Frustration of Employment Contract: What to Consider Before Throwing in the Towel

Written by on July 31, 2017.

Like any contract, an employment contract can be “frustrated” when continued performance of the contract becomes impossible or would be radically different because of a dramatic change in circumstances. Employers typically raise frustration of contract to formally end the employment relationship with employees who have been away from work for a long time and are unlikely to return.

The most common reason an employee is unable to return to work and, therefore, where frustration of contract may come up, is when an employee is off work because of a disabling illness. Deciding how long to hold out for the employee’s return or fill their position permanently will always depend on the circumstances. In every situation, however, a few factors can help you assess your options:

  1. Ask for updated medical documentation. Courts give careful consideration to the most current medical documentation as evidence of whether the employee’s return to work is reasonably foreseeable.
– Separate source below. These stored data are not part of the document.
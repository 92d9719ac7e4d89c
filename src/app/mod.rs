//! The GUI under test
//!
//! [`AppDriver`] owns the lifecycle, [`AutomationClient`] is the remote
//! control it drives. [`WebDriverClient`] talks to a real GUI and
//! [`InMemoryClient`] stands in for one in tests.

pub mod automation;
mod driver;
pub mod logs;
pub mod memory;
mod webdriver;

pub use automation::{AppLaunch, AutomationClient, LogEntry, Selector};
pub use driver::{AppDriver, AppState};
pub use memory::{InMemoryClient, InMemoryState};
pub use webdriver::WebDriverClient;
//! Configuration file handling
//!
//! Every section has serde defaults so an empty or missing file yields the
//! layout the Voyager e2e suite has always used. Binary paths can be
//! overridden from the environment after the file is loaded.

use serde::Deserialize;
use std::path::{Path, PathBuf};

use super::paths::config_path;
use super::Result;

/// Main configuration structure
#[derive(Debug, Deserialize, Default, Clone)]
pub struct Config {
    /// External binaries driven by the harness
    #[serde(default)]
    pub binaries: Binaries,

    /// Artifact directory settings
    #[serde(default)]
    pub artifacts: ArtifactsConfig,

    /// Timeout settings
    #[serde(default)]
    pub timeouts: Timeouts,

    /// Readiness classification
    #[serde(default)]
    pub readiness: Readiness,

    /// Node config patching
    #[serde(default)]
    pub patch: TimeoutPatch,

    /// Test account settings
    #[serde(default)]
    pub accounts: AccountsConfig,

    /// DOM readiness markers
    #[serde(default)]
    pub selectors: Selectors,
}

/// Paths to the processes making up the stack
#[derive(Debug, Deserialize, Clone)]
pub struct Binaries {
    /// Blockchain daemon (`gaiad`)
    #[serde(default = "default_node_binary")]
    pub node: PathBuf,

    /// Wallet CLI (`gaiacli`)
    #[serde(default = "default_cli_binary")]
    pub cli: PathBuf,

    /// GUI runtime (electron)
    #[serde(default = "default_app_binary")]
    pub app: PathBuf,

    /// Entry script handed to the GUI runtime
    #[serde(default = "default_app_main")]
    pub app_main: PathBuf,

    /// WebDriver server (chromedriver)
    #[serde(default = "default_driver_binary")]
    pub driver: PathBuf,
}

impl Default for Binaries {
    fn default() -> Self {
        Self {
            node: default_node_binary(),
            cli: default_cli_binary(),
            app: default_app_binary(),
            app_main: default_app_main(),
            driver: default_driver_binary(),
        }
    }
}

/// Platform folder the Gaia builds are published under
pub fn os_folder_name() -> &'static str {
    if cfg!(target_os = "windows") {
        "windows_amd64"
    } else if cfg!(target_os = "macos") {
        "darwin_amd64"
    } else {
        "linux_amd64"
    }
}

fn default_node_binary() -> PathBuf {
    Path::new("builds/Gaia").join(os_folder_name()).join("gaiad")
}
fn default_cli_binary() -> PathBuf {
    Path::new("builds/Gaia").join(os_folder_name()).join("gaiacli")
}
fn default_app_binary() -> PathBuf {
    PathBuf::from("node_modules/.bin/electron")
}
fn default_app_main() -> PathBuf {
    PathBuf::from("app/dist/main.js")
}
fn default_driver_binary() -> PathBuf {
    PathBuf::from("chromedriver")
}

/// Artifact directory settings
#[derive(Debug, Deserialize, Clone)]
pub struct ArtifactsConfig {
    #[serde(default = "default_artifacts_dir")]
    pub dir: PathBuf,
}

impl Default for ArtifactsConfig {
    fn default() -> Self {
        Self {
            dir: default_artifacts_dir(),
        }
    }
}

fn default_artifacts_dir() -> PathBuf {
    PathBuf::from("testArtifacts")
}

/// Timeout settings
#[derive(Debug, Deserialize, Clone)]
pub struct Timeouts {
    /// Time allowed for the automation session to come up
    #[serde(default = "default_app_start")]
    pub app_start_secs: u64,

    /// Readiness wait after a start
    #[serde(default = "default_app_wait")]
    pub app_wait_secs: u64,

    /// Readiness wait after a soft refresh
    #[serde(default = "default_refresh_wait")]
    pub refresh_wait_secs: u64,

    /// Grace period between SIGTERM and SIGKILL
    #[serde(default = "default_terminate_grace")]
    pub terminate_grace_ms: u64,
}

impl Default for Timeouts {
    fn default() -> Self {
        Self {
            app_start_secs: default_app_start(),
            app_wait_secs: default_app_wait(),
            refresh_wait_secs: default_refresh_wait(),
            terminate_grace_ms: default_terminate_grace(),
        }
    }
}

impl Timeouts {
    pub fn terminate_grace(&self) -> std::time::Duration {
        std::time::Duration::from_millis(self.terminate_grace_ms)
    }
}

fn default_app_start() -> u64 {
    10
}
fn default_app_wait() -> u64 {
    10
}
fn default_refresh_wait() -> u64 {
    5
}
fn default_terminate_grace() -> u64 {
    500
}

/// Substrings that mark a first stdout chunk as a failure
#[derive(Debug, Deserialize, Clone)]
pub struct Readiness {
    #[serde(default = "default_failure_markers")]
    pub failure_markers: Vec<String>,
}

impl Default for Readiness {
    fn default() -> Self {
        Self {
            failure_markers: default_failure_markers(),
        }
    }
}

fn default_failure_markers() -> Vec<String> {
    vec!["Failed".to_string(), "Error".to_string()]
}

/// Which config keys get shrunk, and by how much
#[derive(Debug, Deserialize, Clone, PartialEq, Eq)]
pub struct TimeoutPatch {
    #[serde(default = "default_patch_keys")]
    pub keys: Vec<String>,

    /// Integer divisor applied to every matching value
    #[serde(default = "default_divisor")]
    pub divisor: i64,
}

impl Default for TimeoutPatch {
    fn default() -> Self {
        Self {
            keys: default_patch_keys(),
            divisor: default_divisor(),
        }
    }
}

fn default_patch_keys() -> Vec<String> {
    [
        "timeout_propose",
        "timeout_propose_delta",
        "timeout_prevote",
        "timeout_prevote_delta",
        "timeout_precommit",
        "timeout_precommit_delta",
        "timeout_commit",
        "flush_throttle_timeout",
    ]
    .iter()
    .map(|k| k.to_string())
    .collect()
}

fn default_divisor() -> i64 {
    50
}

/// Test account settings
#[derive(Debug, Deserialize, Clone)]
pub struct AccountsConfig {
    /// Passphrase typed into `gaiacli keys add`
    #[serde(default = "default_passphrase")]
    pub passphrase: String,

    /// Owner key password typed into `gaiad init`
    #[serde(default = "default_owner_password")]
    pub owner_password: String,

    /// Account recovered from the genesis secret; owns the test tokens
    #[serde(default = "default_primary")]
    pub primary: String,

    /// Freshly generated receiving account
    #[serde(default = "default_secondary")]
    pub secondary: String,
}

impl Default for AccountsConfig {
    fn default() -> Self {
        Self {
            passphrase: default_passphrase(),
            owner_password: default_owner_password(),
            primary: default_primary(),
            secondary: default_secondary(),
        }
    }
}

fn default_passphrase() -> String {
    "1234567890".to_string()
}
fn default_owner_password() -> String {
    "12345678".to_string()
}
fn default_primary() -> String {
    "testkey".to_string()
}
fn default_secondary() -> String {
    "testreceiver".to_string()
}

/// DOM readiness markers
#[derive(Debug, Deserialize, Clone)]
pub struct Selectors {
    /// Marker awaited by the first probe start
    #[serde(default = "default_probe_selector")]
    pub probe: String,

    /// Marker awaited once accounts exist
    #[serde(default = "default_session_selector")]
    pub session: String,
}

impl Default for Selectors {
    fn default() -> Self {
        Self {
            probe: default_probe_selector(),
            session: default_session_selector(),
        }
    }
}

fn default_probe_selector() -> String {
    ".tm-session".to_string()
}
fn default_session_selector() -> String {
    ".tm-session-title=Sign In".to_string()
}

impl Config {
    /// Load configuration from `path`, or from the default config file
    ///
    /// Returns default configuration if no file exists. Environment
    /// overrides are applied afterwards.
    pub fn load(path: Option<&Path>) -> Result<Self> {
        let path = path.map(Path::to_path_buf).or_else(config_path);
        let mut config = match path {
            Some(path) if path.exists() => Self::from_file(&path)?,
            _ => Self::default(),
        };
        config.apply_env();
        Ok(config)
    }

    /// Parse a configuration file without environment overrides
    pub fn from_file(path: &Path) -> Result<Self> {
        let content = std::fs::read_to_string(path).map_err(|e| super::Error::FileRead {
            path: path.display().to_string(),
            error: e.to_string(),
        })?;
        Self::from_toml(&content)
    }

    /// Parse configuration from TOML text
    pub fn from_toml(content: &str) -> Result<Self> {
        toml::from_str(content).map_err(|e| super::Error::ConfigParse(e.to_string()))
    }

    /// Apply `BINARY_PATH`-style overrides from the process environment
    pub fn apply_env(&mut self) {
        let overrides = [
            ("NODE_BINARY_PATH", &mut self.binaries.node),
            ("BINARY_PATH", &mut self.binaries.cli),
            ("APP_BINARY_PATH", &mut self.binaries.app),
            ("DRIVER_BINARY_PATH", &mut self.binaries.driver),
        ];
        for (var, slot) in overrides {
            if let Ok(value) = std::env::var(var) {
                if !value.is_empty() {
                    *slot = PathBuf::from(value);
                }
            }
        }
    }

    /// Resolve a bare binary name on PATH, leaving real paths alone
    pub fn resolve_binary(path: &Path) -> PathBuf {
        if path.components().count() == 1 {
            if let Ok(found) = which::which(path) {
                return found;
            }
        }
        path.to_path_buf()
    }
}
Before taking the position that an employment contract has been frustrated, ask the employee on leave for updated medical information confirming their condition. Ideally, this information will indicate that there is no reasonable prospect of the employee ever returning to work, or at least in the near future.
  2.  Consider the length of the absence. There is no one-size-fits-all timeline for frustration of an employment contract. Some organizations use a two-year rule, and one decision out of British Columbia suggests that frustration will generally occur somewhere between 18-24 months, but there is no hard-and-fast rule and frustration may occur outside this time range. A lengthy absence coupled with an uncertain prognosis for return may persuade a Court that the employment contract has become frustrated.
  3. Consider the level of responsibility. How quickly employment can be deemed to be frustrated may also depend on the employee’s level of responsibility. For example, a small non-profit organization may not be able to manage without an Executive Director or recruit a temporary replacement. That organization might legitimately claim frustration fairly quickly. On the other hand, a large multi-national corporation would likely have no difficulty replacing a clerical worker with a temporary employee for a lengthy period and so would be expected to keep that position open for the employee on leave.
  4. Pay attention to disability policies and benefits in place. As frustration of contract most often occurs while an employee is off work on disability, the existence of Long Term Disability Benefits and Short Term Disability Benefits in the employment contract may impact the ability to prove frustration of contract. The two-year rule usually matches up with many LTD programs which provide “own occupation” coverage for the first two years, then “any occupation” coverage thereafter. In at least one Ontario case, the court noted that the existence of LTD and STD benefits suggested that the parties had contracted for and anticipated that the employee may be off for a period of time with a disability and so that employer could not claim the employment contract had been frustrated by the employee’s leave.

A few other things to remember:

  • Don’t skip accommodation. If there is a way an employee off work because of disability could return to work with accommodation, their employment cannot be deemed frustrated unless and until the employer can show that it made every reasonable effort to accommodate the employee’s disability to the point of undue hardship.
  • Some entitlements may apply. Where an employment contract is frustrated, the employee is not owed common law notice or pay in lieu of notice. However, if frustration is the result of an injury or illness, the employer does owe the employee their minimum termination and severance entitlements under the Employment Standards Act, 2000.
  • Policies can protect you. It’s always a good idea to have a policy stating that an absence of some period (e.g. two years) will trigger an assessment of the viability of a continuing employment relationship. This lets the employer consider the specific facts in each case but should avoid letting potential frustration situations lapse without attention.